In attesa di conoscere l’operatore economico che si sarà aggiudicato la gara e i tempi per la consegna dei lavori, dal Comune si leva una voce sui lavori auspicati da molti anni. Si rammenta che la tutela del Castello svevo è di competenza dell’assessorato regionale ai Beni culturali, per il tramite della Soprintendenza di Siracusa, che ha infatti si era occupata del progetto. Comunque l’assessore comunale competente, come rende noto, ha “avuto modo, nel corso degli ultimi tre anni, di confrontarmi con tecnici della stessa Sovrintendenza e di partecipare a tavoli tecnici nei quali, alla presenza degli Enti interessati, si è discusso sulle modalità e sui tempi di intervento per il recupero del Castello“.
L’assessore Sirena dice quindi la sua sulle cosiddette “superfetazioni” in discussione, cioè le strutture aggiunte in epoche diverse al castello federiciano, alcune delle quali nel progetto vedrebbero la rimozione. “Il progetto di restauro esiste da tempo ma ha dovuto subire diverse modifiche, non sostanziali, per essere adeguato alle normative attualmente in vigore e alla disponibilità dei finanziamenti europei finalizzati – premette – Non posso e non voglio entrare nel merito tecnico, poiché non possiedo le competenze per farlo; tuttavia, dal momento che sono professionalmente cresciuta e formata nel mondo dei beni culturali, mi sento di affermare che l’idea progettuale di base, e cioè la rimozione delle superfetazioni relative all’impianto del carcere, avvenuto negli ultimi decenni del diciannovesimo secolo, è pienamente condivisibile e dovrebbe esserlo da quanti hanno avuto modo di approcciare la normativa e le linee guida che regolano il restauro dei beni architettonici. Alcune scelte potrebbero risultare incomprensibili e contestabili, se non si conosce l’ambito in cui le scelte stesse maturano e non si conosce la filosofia di base che regola l’attività del progettista di un restauro così imponente e delicato, come peraltro di tutti coloro che, a vario titolo, lavorano in questo ambiente“.

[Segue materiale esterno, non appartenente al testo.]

use chrono::NaiveDateTime;
use serde::{Deserialize, Serialize};
use sqlx::FromRow;
use uuid::Uuid;

use super::parse_datetime;
use crate::error::AppError;

#[derive(Debug, Clone, PartialEq, Eq, Serialize, Deserialize, FromRow)]
pub struct Trip {
    pub id: Uuid,
    pub destination: String,
    pub starts_at: NaiveDateTime,
    pub ends_at: NaiveDateTime,
    pub is_confirmed: bool,
    pub owner_name: String,
    pub owner_email: String,
}

impl Trip {
    pub fn new(payload: &CreateTripPayload) -> Result<Self, AppError> {
        Ok(Self {
            id: Uuid::new_v4(),
            destination: payload.destination.clone(),
            starts_at: parse_datetime("starts_at", &payload.starts_at)?,
            ends_at: parse_datetime("ends_at", &payload.ends_at)?,
            is_confirmed: false,
            owner_name: payload.owner_name.clone(),
            owner_email: payload.owner_email.clone(),
        })
    }

    /// Overwrites destination and dates. Nothing is touched unless both
    /// timestamps parse.
    pub fn apply(&mut self, payload: &UpdateTripPayload) -> Result<(), AppError> {
        let starts_at = parse_datetime("starts_at", &payload.starts_at)?;
        let ends_at = parse_datetime("ends_at", &payload.ends_at)?;
        self.destination = payload.destination.clone();
        self.starts_at = starts_at;
        self.ends_at = ends_at;
        Ok(())
    }
}

#[derive(Debug, Clone, Deserialize)]
pub struct CreateTripPayload {
    pub destination: String,
    pub starts_at: String,
    pub ends_at: String,
    #[serde(default)]
    pub emails_to_invite: Vec<String>,
    #[serde(default)]
    pub owner_name: String,
    #[serde(default)]
    pub owner_email: String,
}

#[derive(Debug, Clone, Deserialize)]
pub struct UpdateTripPayload {
    pub destination: String,
    pub starts_at: String,
    pub ends_at: String,
}

#[derive(Debug, Clone, Serialize, Deserialize)]
#[serde(rename_all = "camelCase")]
pub struct TripCreated {
    pub trip_id: Uuid,
}
use async_trait::async_trait;
use chrono::NaiveDateTime;
use tracing::{debug, info};
use url::Url;

use crate::{
    error::AppError,
    models::{participant::Participant, trip::Trip},
};

const CONFIRMATION_SUBJECT: &str = "Confirm your trip to {destination}";

const CONFIRMATION_TEMPLATE: &str = "Hi {name},\n\nYou have been invited to a trip to {destination} from {starts_at} to {ends_at}.\n\nConfirm your presence here: {confirm_link}\n";

#[derive(Debug, Clone, PartialEq, Eq)]
pub struct ConfirmationEmail {
    pub to: String,
    pub subject: String,
    pub body: String,
}

impl ConfirmationEmail {
    pub fn render(
        trip: &Trip,
        participant: &Participant,
        public_url: &Url,
    ) -> Result<Self, AppError> {
        let confirm_link = public_url
            .join(&format!("participants/{}/confirm", participant.id))
            .map_err(|err| AppError::Other(err.into()))?;
        let name = if participant.name.trim().is_empty() {
            participant.email.as_str()
        } else {
            participant.name.as_str()
        };

        let mut body = CONFIRMATION_TEMPLATE.to_string();
        body = body.replace("{name}", name);
        body = body.replace("{destination}", &trip.destination);
        body = body.replace("{starts_at}", &format_date(trip.starts_at));
        body = body.replace("{ends_at}", &format_date(trip.ends_at));
        body = body.replace("{confirm_link}", confirm_link.as_str());

        Ok(Self {
            to: participant.email.clone(),
            subject: CONFIRMATION_SUBJECT.replace("{destination}", &trip.destination),
            body,
        })
    }
}

/// Delivers confirmation emails. Implementations must be cheap to share
/// between requests.
#[async_trait]
pub trait NotificationSender: Send + Sync {
    async fn send_confirmation(&self, email: ConfirmationEmail) -> Result<(), AppError>;
}

/// Writes outgoing mail to the log instead of delivering it.
#[derive(Debug, Clone)]
pub struct LogMailer {
    from: String,
}

impl LogMailer {
    pub fn new(from: impl Into<String>) -> Self {
        Self { from: from.into() }
    }
}

#[async_trait]
impl NotificationSender for LogMailer {
    async fn send_confirmation(&self, email: ConfirmationEmail) -> Result<(), AppError> {
        if !email.to.contains('@') {
            return Err(AppError::Mail(format!("invalid recipient {:?}", email.to)));
        }
        info!(
            from = %self.from,
            to = %email.to,
            subject = %email.subject,
            "confirmation email queued"
        );
        debug!(body = %email.body, "confirmation email body");
        Ok(())
    }
}

fn format_date(ts: NaiveDateTime) -> String {
    ts.format("%d/%m/%Y").to_string()
}
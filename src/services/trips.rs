use tracing::{info, warn};
use uuid::Uuid;

use crate::{
    db::DbPool,
    error::AppError,
    models::{
        activity::{Activity, ActivityCreated, ActivityPayload},
        link::{Link, LinkCreated, LinkPayload},
        participant::{InvitePayload, Participant, ParticipantCreated},
        trip::{CreateTripPayload, Trip, TripCreated, UpdateTripPayload},
    },
    services::{
        activities::ActivityService, links::LinkService, participants::ParticipantService, store,
    },
};

#[derive(Clone)]
pub struct TripService {
    db: DbPool,
    participants: ParticipantService,
    activities: ActivityService,
    links: LinkService,
}

impl TripService {
    pub fn new(
        db: DbPool,
        participants: ParticipantService,
        activities: ActivityService,
        links: LinkService,
    ) -> Self {
        Self {
            db,
            participants,
            activities,
            links,
        }
    }

    pub async fn create_trip(&self, payload: &CreateTripPayload) -> Result<TripCreated, AppError> {
        let trip = Trip::new(payload)?;

        let mut tx = self.db.begin().await?;
        store::insert_trip(&mut *tx, &trip).await?;
        let invited = self
            .participants
            .register_bulk(&mut tx, &payload.emails_to_invite, &trip)
            .await?;
        tx.commit().await?;

        info!(trip_id = %trip.id, invited = invited.len(), "trip created");
        Ok(TripCreated { trip_id: trip.id })
    }

    pub async fn get_trip(&self, id: Uuid) -> Result<Trip, AppError> {
        store::find_trip(&self.db, id).await?.ok_or(AppError::NotFound)
    }

    pub async fn update_trip(&self, id: Uuid, payload: &UpdateTripPayload) -> Result<Trip, AppError> {
        let mut trip = self.get_trip(id).await?;
        trip.apply(payload)?;
        store::save_trip(&self.db, &trip).await?;
        info!(trip_id = %trip.id, "trip updated");
        Ok(trip)
    }

    /// Re-confirming sends every email again.
    pub async fn confirm_trip(&self, id: Uuid) -> Result<Trip, AppError> {
        let mut trip = self.get_trip(id).await?;
        trip.is_confirmed = true;
        store::save_trip(&self.db, &trip).await?;
        info!(trip_id = %trip.id, "trip confirmed");

        if let Err(err) = self.participants.send_confirmation_to_all(&trip).await {
            warn!(trip_id = %trip.id, "sending confirmation emails failed: {err}");
        }
        Ok(trip)
    }

    pub async fn register_activity(
        &self,
        id: Uuid,
        payload: &ActivityPayload,
    ) -> Result<ActivityCreated, AppError> {
        let trip = self.get_trip(id).await?;
        self.activities.register(payload, &trip).await
    }

    pub async fn list_activities(&self, id: Uuid) -> Result<Vec<Activity>, AppError> {
        let trip = self.get_trip(id).await?;
        self.activities.list_by_trip(trip.id).await
    }

    pub async fn register_link(&self, id: Uuid, payload: &LinkPayload) -> Result<LinkCreated, AppError> {
        let trip = self.get_trip(id).await?;
        self.links.register(payload, &trip).await
    }

    pub async fn list_links(&self, id: Uuid) -> Result<Vec<Link>, AppError> {
        let trip = self.get_trip(id).await?;
        self.links.list_by_trip(trip.id).await
    }

    pub async fn invite_participant(
        &self,
        id: Uuid,
        payload: &InvitePayload,
    ) -> Result<ParticipantCreated, AppError> {
        let trip = self.get_trip(id).await?;
        let participant = self
            .participants
            .register_single(&payload.email, payload.name.as_deref(), &trip)
            .await?;

        if trip.is_confirmed {
            if let Err(err) = self
                .participants
                .send_confirmation_to_one(&trip, &participant)
                .await
            {
                warn!(participant_id = %participant.id, "confirmation email failed: {err}");
            }
        }
        Ok(ParticipantCreated::from(&participant))
    }

    pub async fn list_participants(&self, id: Uuid) -> Result<Vec<Participant>, AppError> {
        let trip = self.get_trip(id).await?;
        self.participants.list_by_trip(trip.id).await
    }
}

L’assessore comunale si schiera a favore del progetto esecutivo della Soprintendenza. “Riportare il Castello alla volumetria alla quale è pervenuto dopo gli interventi realizzati fino al diciassettesimo secolo – afferma Sirena – risponde al principio, condiviso da gran parte degli studiosi di restauro e conservazione dei beni culturali, nonché alle indicazioni del Mibact, di un “intervento diretto sul bene attraverso un complesso di operazioni finalizzate all’integrità materiale ed al recupero del bene medesimo, alla protezione ed alla trasmissione dei suoi valori culturali”. Senza voler sminuire il valore storico del penitenziario impiantato sul Castello Svevo, certamente risulta essere ben più determinante, per la trasmissione di valori storico-culturali, riportare il Castello stesso alla sua dimensione originaria, che ha mantenuto inalterata fino al 1890, e alla sua precipua vocazione di baluardo militare. Inoltre, fatto non di poca importanza, le superfetazioni relative al carcere si sviluppano per due piani sopra le volte del periodo svevo, rivelando la scarsa capacità progettuale di chi ha realizzato il penitenziario e causando ingenti danni strutturali e il progressivo degrado delle volte stesse“.

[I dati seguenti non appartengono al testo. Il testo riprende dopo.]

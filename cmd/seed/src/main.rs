//! # seed
//!
//! Populates the data directory with the first-run datasets. Safe to
//! run repeatedly: collections that already hold records are left
//! alone.

use std::sync::Arc;
use tb_backend_file::FileBackend;
use tb_configs::Settings;
use tb_store::{defaults, RecordStore};
use tracing_subscriber::EnvFilter;

fn main() -> anyhow::Result<()> {
    tracing_subscriber::fmt()
        .with_env_filter(
            EnvFilter::try_from_default_env().unwrap_or_else(|_| EnvFilter::new("info")),
        )
        .init();

    let settings = Settings::load()?;
    tracing::info!(data_dir = %settings.data_dir.display(), "seeding collections");

    let backend = Arc::new(FileBackend::open(&settings.data_dir)?);
    let store = RecordStore::with_system_clock(backend);

    report("users", store.seed_if_empty(&defaults::default_users())?);
    report("categories", store.seed_if_empty(&defaults::default_categories())?);
    report("world-cups", store.seed_if_empty(&defaults::default_world_cups())?);
    report("posts", store.seed_if_empty(&defaults::default_posts())?);

    Ok(())
}

fn report(collection: &str, seeded: bool) {
    if seeded {
        tracing::info!(collection, "seeded");
    } else {
        tracing::info!(collection, "already populated, skipped");
    }
}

“La scelta, quindi, di operare nel senso sopra descritto, a mio avviso – conclude – va ampiamente sostenuta, sia per le motivazioni di carattere storico-culturale sia per garantire la migliore conservazione dell’edificio ed evitare la perdita definitiva di una struttura architettonica di così alto pregio. Le critiche sulle scelte tecniche andrebbero comunque fatte con cognizione di causa e non soltanto per mero desiderio di opporsi a scelte ben ponderate e ampiamente condivise“.